Indiana Health System Falls Victim To Phishing Attacks

Christine Kern

By Christine Kern, contributing writer

Hospital

Attack used phishing emails to access employee emails

Experts have been warning to watch for malware and phishing attacks, and now Beacon Health System found out first-hand how real the threat it. The South Bend, IN-based health system has announced it had been the subject of a phishing attack in which employee emails – some of which contained patient information – were accessed according to a Beacon news release.

During an investigation of the “sophisticated cyberattack,” Beacon discovered certain email boxes had been accessed between November 2013 and January 26, 2015. The investigation has uncovered no misuse of information, but because the attack exposed personal and protected health information of some individuals, Beacon began notifying affected individuals on June 5.

The breach affected some 220,000 patients, according to Data Breach Today.

In the release, Beacon, which oversees Memorial Hospital in South Bend and Elkhart General Hospital, assured patients “there is no evidence of any actual or attempted misuse of personal or protected health information belonging to Beacon Health system patients.”

“While there is no evidence that any sensitive information was actually viewed or removed from the email boxes, Beacon confirmed that patient information was located within certain email boxes,” Beacon’s news release read. “The majority of accessible information related only to patient name, doctor’s name, internal patient ID number, and patient status (either active or inactive).”

Information accessible via the emails included Social Security number, date of birth, driver’s license number, diagnosis, date of service, as well as treatment and other medical record information, the statement explained.

Following the standard procedure in cases of a potential breach of PHI, Beacon is providing one year of free identity and credit monitoring and restoration services to affected individuals, as well as access to a confidential assistance line and an identity theft protection specialist. In addition, Beacon has stated it is currently reviewing its policies and procedures and will implement additional layers of security to prevent such an event from happening again.

The event is another reminder that healthcare organizations must be ever vigilant in their layers of security, and highlights the importance of multi-factor authentication security measures such as encryption or data and the use of email to share PHI. In fact, healthcare is dead last in email security according to a recent Agari State of Email Trust report, indicating the industry as a whole has to pay closer attention to these types of threats.

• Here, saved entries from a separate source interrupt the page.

//! RGBA rasters and boolean masks.
//!
//! [`Raster`] is the canonical piece representation: a rectangular 8-bit
//! RGBA buffer whose alpha channel defines the true shape of the piece.

use crate::error::PuzzleError;

/// One 8-bit RGBA pixel.
pub type Rgba = [u8; 4];

/// Fully transparent black.
pub const TRANSPARENT: Rgba = [0, 0, 0, 0];

/// A row-major RGBA image.
///
/// # Example
///
/// ```
/// use tessera::Raster;
///
/// let mut raster = Raster::new(3, 2);
/// raster.put(1, 1, [255, 0, 0, 255]);
/// assert_eq!(raster.opaque_count(), 1);
/// assert_eq!(raster.to_rgba8().len(), 3 * 2 * 4);
/// ```
#[derive(Debug, Clone, PartialEq, Eq)]
pub struct Raster {
    width: u32,
    height: u32,
    pixels: Vec<Rgba>,
}

impl Raster {
    /// A fully transparent raster.
    pub fn new(width: u32, height: u32) -> Self {
        Self::filled(width, height, TRANSPARENT)
    }

    /// A raster where every pixel is `color`.
    pub fn filled(width: u32, height: u32, color: Rgba) -> Self {
        Self {
            width,
            height,
            pixels: vec![color; width as usize * height as usize],
        }
    }

    /// Build a raster by evaluating `f(x, y)` for every pixel.
    pub fn from_fn(width: u32, height: u32, mut f: impl FnMut(u32, u32) -> Rgba) -> Self {
        let mut pixels = Vec::with_capacity(width as usize * height as usize);
        for y in 0..height {
            for x in 0..width {
                pixels.push(f(x, y));
            }
        }
        Self {
            width,
            height,
            pixels,
        }
    }

    /// Wrap packed `[R, G, B, A, ...]` bytes.
    pub fn from_rgba8(width: u32, height: u32, bytes: &[u8]) -> Result<Self, PuzzleError> {
        let expected = width as usize * height as usize * 4;
        if bytes.len() != expected {
            return Err(PuzzleError::InputInvalid(format!(
                "{}x{} RGBA raster needs {} bytes, got {}",
                width,
                height,
                expected,
                bytes.len()
            )));
        }
        let pixels = bytes
            .chunks_exact(4)
            .map(|p| [p[0], p[1], p[2], p[3]])
            .collect();
        Ok(Self {
            width,
            height,
            pixels,
        })
    }

    #[inline]
    pub fn width(&self) -> u32 {
        self.width
    }

    #[inline]
    pub fn height(&self) -> u32 {
        self.height
    }

    /// Number of pixels.
    #[inline]
    pub fn len(&self) -> usize {
        self.pixels.len()
    }

    #[inline]
    pub fn is_empty(&self) -> bool {
        self.pixels.is_empty()
    }

    #[inline]
    pub fn pixels(&self) -> &[Rgba] {
        &self.pixels
    }

    #[inline]
    pub fn get(&self, x: u32, y: u32) -> Rgba {
        self.pixels[self.index(x, y)]
    }

    #[inline]
    pub fn put(&mut self, x: u32, y: u32, pixel: Rgba) {
        let idx = self.index(x, y);
        self.pixels[idx] = pixel;
    }

    /// Alpha at `(x, y)`, or 0 outside the raster.
    #[inline]
    pub fn alpha_at(&self, x: i64, y: i64) -> u8 {
        if x < 0 || y < 0 || x >= self.width as i64 || y >= self.height as i64 {
            return 0;
        }
        self.get(x as u32, y as u32)[3]
    }

    /// Pixels with non-zero alpha.
    pub fn opaque_count(&self) -> usize {
        self.pixels.iter().filter(|p| p[3] > 0).count()
    }

    /// Packed `[R, G, B, A, ...]` bytes.
    pub fn to_rgba8(&self) -> Vec<u8> {
        self.pixels.iter().flat_map(|p| p.iter().copied()).collect()
    }

    /// Porter-Duff "over" of a single pixel onto this raster.
    pub fn blend_over(&mut self, x: u32, y: u32, src: Rgba) {
        let sa = src[3] as u32;
        if sa == 0 {
            return;
        }
        let idx = self.index(x, y);
        if sa == 255 {
            self.pixels[idx] = src;
            return;
        }
        let dst = self.pixels[idx];
        let da = dst[3] as u32;
        // out_a = sa + da * (1 - sa), scaled by 255
        let da_scaled = da * (255 - sa) / 255;
        let out_a = sa + da_scaled;
        let mut out = [0u8; 4];
        for c in 0..3 {
            let value = (src[c] as u32 * sa + dst[c] as u32 * da_scaled) / out_a;
            out[c] = value.min(255) as u8;
        }
        out[3] = out_a.min(255) as u8;
        self.pixels[idx] = out;
    }

    /// Alpha-composite `src` with its top-left corner at `(dx, dy)`.
    ///
    /// Parts of `src` falling outside this raster are clipped.
    pub fn composite_over(&mut self, src: &Raster, dx: i64, dy: i64) {
        for sy in 0..src.height {
            let ty = dy + sy as i64;
            if ty < 0 || ty >= self.height as i64 {
                continue;
            }
            for sx in 0..src.width {
                let tx = dx + sx as i64;
                if tx < 0 || tx >= self.width as i64 {
                    continue;
                }
                self.blend_over(tx as u32, ty as u32, src.get(sx, sy));
            }
        }
    }

    /// Copy a `w`×`h` block from `src` at `(sx, sy)` to `(dx, dy)`, replacing
    /// pixels (no blending). Out-of-range parts are skipped.
    #[allow(clippy::too_many_arguments)]
    pub fn copy_from(&mut self, src: &Raster, sx: i64, sy: i64, w: u32, h: u32, dx: i64, dy: i64) {
        for row in 0..h as i64 {
            let (from_y, to_y) = (sy + row, dy + row);
            if from_y < 0 || from_y >= src.height as i64 || to_y < 0 || to_y >= self.height as i64 {
                continue;
            }
            for col in 0..w as i64 {
                let (from_x, to_x) = (sx + col, dx + col);
                if from_x < 0
                    || from_x >= src.width as i64
                    || to_x < 0
                    || to_x >= self.width as i64
                {
                    continue;
                }
                let pixel = src.get(from_x as u32, from_y as u32);
                self.put(to_x as u32, to_y as u32, pixel);
            }
        }
    }

    /// A new raster holding the `w`×`h` block at `(x, y)`.
    pub fn crop(&self, x: u32, y: u32, w: u32, h: u32) -> Raster {
        let mut out = Raster::new(w, h);
        out.copy_from(self, x as i64, y as i64, w, h, 0, 0);
        out
    }

    /// Keep color where `mask` is set (alpha forced to 255), transparent
    /// black elsewhere. `mask` must have the raster's dimensions.
    pub fn apply_mask(&mut self, mask: &Mask) {
        debug_assert_eq!((mask.width(), mask.height()), (self.width, self.height));
        for (pixel, &inside) in self.pixels.iter_mut().zip(mask.bits()) {
            if inside {
                pixel[3] = 255;
            } else {
                *pixel = TRANSPARENT;
            }
        }
    }

    #[inline]
    fn index(&self, x: u32, y: u32) -> usize {
        debug_assert!(x < self.width && y < self.height, "({x}, {y}) out of bounds");
        y as usize * self.width as usize + x as usize
    }
}

/// A row-major boolean mask.
#[derive(Debug, Clone, PartialEq, Eq)]
pub struct Mask {
    width: u32,
    height: u32,
    bits: Vec<bool>,
}

impl Mask {
    /// An all-false mask.
    pub fn new(width: u32, height: u32) -> Self {
        Self {
            width,
            height,
            bits: vec![false; width as usize * height as usize],
        }
    }

    pub fn from_fn(width: u32, height: u32, mut f: impl FnMut(u32, u32) -> bool) -> Self {
        let mut bits = Vec::with_capacity(width as usize * height as usize);
        for y in 0..height {
            for x in 0..width {
                bits.push(f(x, y));
            }
        }
        Self {
            width,
            height,
            bits,
        }
    }

    #[inline]
    pub fn width(&self) -> u32 {
        self.width
    }

    #[inline]
    pub fn height(&self) -> u32 {
        self.height
    }

    #[inline]
    pub fn bits(&self) -> &[bool] {
        &self.bits
    }

    #[inline]
    pub fn get(&self, x: u32, y: u32) -> bool {
        self.bits[y as usize * self.width as usize + x as usize]
    }

    #[inline]
    pub fn set(&mut self, x: u32, y: u32, value: bool) {
        let idx = y as usize * self.width as usize + x as usize;
        self.bits[idx] = value;
    }

    /// Number of set pixels.
    pub fn count(&self) -> usize {
        self.bits.iter().filter(|&&b| b).count()
    }
}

Security and privacy expert Kate Borten told Data Breach Today, “Email – or at least any confidential email – going outside the organization’s local network should be encrypted. And increasingly, healthcare organizations are doing just that.” However, she cautioned, phishing schemes trick users into volunteering their email login credentials, making encryption moot. “Although encryption is an essential protection when PHI is sent over public networks, and stored somewhere other than within IT control, it is only one of many, many security controls. There’s no silver bullet.”